## [WHAT YOU NEED TO DO]
Look through the data below. Collect every line where the word "recovery" occurs.

## [PROVIDED INFORMATION]
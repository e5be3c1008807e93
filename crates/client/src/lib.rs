//! Client for quorum-replicated, append-only ledgers.
//!
//! A ledger is a log of opaque entries with dense ids starting at 0, written
//! by a single writer and striped over an ensemble of bookies. Each entry is
//! stored on a write quorum of bookies and acknowledged once an ack quorum
//! has it. Readers see every entry up to the last-add-confirmed (LAC), and a
//! reader that opens a ledger still being written fences the writer and seals
//! the ledger at the last entry that might have been acknowledged.
//!
//! # Architecture
//!
//! ```text
//! ┌──────────────────────────────────────────────────────────────┐
//! │ LedgerClient   create / open (recovery) / delete             │
//! ├──────────────────────────────────────────────────────────────┤
//! │ LedgerHandle   add │ read │ batch read │ LAC │ close         │
//! ├──────────────┬───────────────┬───────────────────────────────┤
//! │ pending ops  │ Distribution- │ DigestManager                 │
//! │ (ops/*)      │ Schedule      │ (entry framing + verification)│
//! ├──────────────┴───────────────┴───────────────────────────────┤
//! │ OrderedExecutor: per-ledger ordered completions              │
//! ├──────────────────────────────────────────────────────────────┤
//! │ quorumlog-cluster: BookieClient │ placement │ metadata store │
//! └──────────────────────────────────────────────────────────────┘
//! ```
//!
//! # Completions
//!
//! Every operation has an awaited form (`add_entry`) and a callback form
//! (`async_add_entry`). Callbacks for one ledger run in order on that
//! ledger's worker; see [`completion`].
//!
//! # Feature Flags
//!
//! - **`testutil`**: Enables the `testutil` module, which wires a client to the in-memory cluster.
//! - **`failpoints`**: Compiles in `fail` injection points (`add-entry-send`, `read-entry-send`,
//!   `ledger-close-before-metadata`).

#![deny(unsafe_code)]
#![warn(missing_docs)]

pub mod client;
pub mod completion;
pub mod config;
pub mod digest;
pub mod entry;
pub mod error;
mod executor;
pub mod handle;
mod ops;
mod recovery;
pub mod schedule;
#[cfg(any(test, feature = "testutil"))]
#[allow(clippy::expect_used)]
pub mod testutil;

pub use client::{ClientContext, LedgerClient, LedgerOptions, DEFAULT_ENSEMBLE_SIZE, DEFAULT_WRITE_QUORUM};
pub use completion::{AddCallback, CallbackContext, Completion, LastConfirmedCallback, ReadCallback};
pub use config::ClientConfig;
pub use digest::{DigestError, DigestManager, VerifiedEntry};
pub use entry::LedgerEntry;
pub use error::{LedgerError, LedgerResult};
pub use handle::LedgerHandle;
pub use schedule::{AckSet, CoverageSet, DistributionSchedule};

## [COMPLETED EXERCISE]
//! │ LedgerClient   create / open (recovery) / delete             │
mod recovery;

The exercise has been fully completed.